**MATERIALS PROVIDED:**
──────────────────────────────

//! CLI argument definitions using clap
//!
//! This module contains all the clap structs and enums for parsing CLI arguments.
//! The actual command implementations are in the `commands` module.

use std::path::PathBuf;

use clap::{Parser, Subcommand};

/// Callscope - Month-over-month analysis of service-call records
#[derive(Parser)]
#[command(name = "callscope")]
#[command(about = "Compare service-call categories between months", long_about = None)]
#[command(version)]
pub struct Cli {
    /// Config file (defaults to ~/.config/callscope/config.toml, then built-in defaults)
    #[arg(long, global = true)]
    pub config: Option<PathBuf>,

    /// Enable verbose logging
    #[arg(short, long, global = true)]
    pub verbose: bool,

    /// Print results as JSON instead of tables
    #[arg(long, global = true)]
    pub json: bool,

    #[command(subcommand)]
    pub command: Commands,
}

#[derive(Subcommand)]
pub enum Commands {
    /// List the months found in a call-record sheet
    Months {
        /// CSV export of the call-record sheet
        #[arg(short, long)]
        file: PathBuf,
    },

    /// Summarize a single month
    Summary {
        /// CSV export of the call-record sheet
        #[arg(short, long)]
        file: PathBuf,

        /// Month number (1-12)
        #[arg(short, long)]
        month: u32,
    },

    /// Compare totals, categories and modules of two months
    Compare {
        /// CSV export of the call-record sheet
        #[arg(short, long)]
        file: PathBuf,

        /// Earlier month number
        #[arg(long)]
        before: u32,

        /// Later month number
        #[arg(long)]
        after: u32,
    },

    /// Show the fastest-growing categories with daily and weekly trends
    Growth {
        /// CSV export of the call-record sheet
        #[arg(short, long)]
        file: PathBuf,

        /// Earlier month number
        #[arg(long)]
        before: u32,

        /// Later month number
        #[arg(long)]
        after: u32,

        /// Number of categories to show (defaults to analysis.top_k)
        #[arg(short, long)]
        top: Option<usize>,

        /// Print the day-by-day counts as well
        #[arg(long)]
        daily: bool,
    },

    /// Write the sheet back out with a month_number column
    Export {
        /// CSV export of the call-record sheet
        #[arg(short, long)]
        file: PathBuf,

        /// Output file (stdout if not specified)
        #[arg(short, long)]
        output: Option<PathBuf>,

        /// Output format: csv, json
        #[arg(long, default_value = "csv")]
        format: String,
    },

    /// Show the effective configuration
    Config,
}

──────────────────────────────

**TASK GOAL:**
Restate the data in full so that no line differs from the original.

**RESULT FOR THIS EXERCISE:**
//! CLI argument definitions using clap
//!
//! This module contains all the clap structs and enums for parsing CLI arguments.
//! The actual command implementations are in the `commands` module.

use std::path::PathBuf;

use clap::{Parser, Subcommand};

/// Callscope - Month-over-month analysis of service-call records
#[derive(Parser)]
#[command(name = "callscope")]
#[command(about = "Compare service-call categories between months", long_about = None)]
#[command(version)]
pub struct Cli {
    /// Config file (defaults to ~/.config/callscope/config.toml, then built-in defaults)
    #[arg(long, global = true)]
    pub config: Option<PathBuf>,

    /// Enable verbose logging
    #[arg(short, long, global = true)]
    pub verbose: bool,

    /// Print results as JSON instead of tables
    #[arg(long, global = true)]
    pub json: bool,

    #[command(subcommand)]
    pub command: Commands,
}

#[derive(Subcommand)]
pub enum Commands {
    /// List the months found in a call-record sheet
    Months {
        /// CSV export of the call-record sheet
        #[arg(short, long)]
        file: PathBuf,
    },

    /// Summarize a single month
    Summary {
        /// CSV export of the call-record sheet
        #[arg(short, long)]
        file: PathBuf,

        /// Month number (1-12)
        #[arg(short, long)]
        month: u32,
    },

    /// Compare totals, categories and modules of two months
    Compare {
        /// CSV export of the call-record sheet
        #[arg(short, long)]
        file: PathBuf,

        /// Earlier month number
        #[arg(long)]
        before: u32,

        /// Later month number
        #[arg(long)]
        after: u32,
    },

    /// Show the fastest-growing categories with daily and weekly trends
    Growth {
        /// CSV export of the call-record sheet
        #[arg(short, long)]
        file: PathBuf,

        /// Earlier month number
        #[arg(long)]
        before: u32,

        /// Later month number
        #[arg(long)]
        after: u32,

        /// Number of categories to show (defaults to analysis.top_k)
        #[arg(short, long)]
        top: Option<usize>,

        /// Print the day-by-day counts as well
        #[arg(long)]
        daily: bool,
    },

    /// Write the sheet back out with a month_number column
    Export {
        /// CSV export of the call-record sheet
        #[arg(short, long)]
        file: PathBuf,

        /// Output file (stdout if not specified)
        #[arg(short, long)]
        output: Option<PathBuf>,

        /// Output format: csv, json
        #[arg(long, default_value = "csv")]
        format: String,
    },

    /// Show the effective configuration
    Config,
}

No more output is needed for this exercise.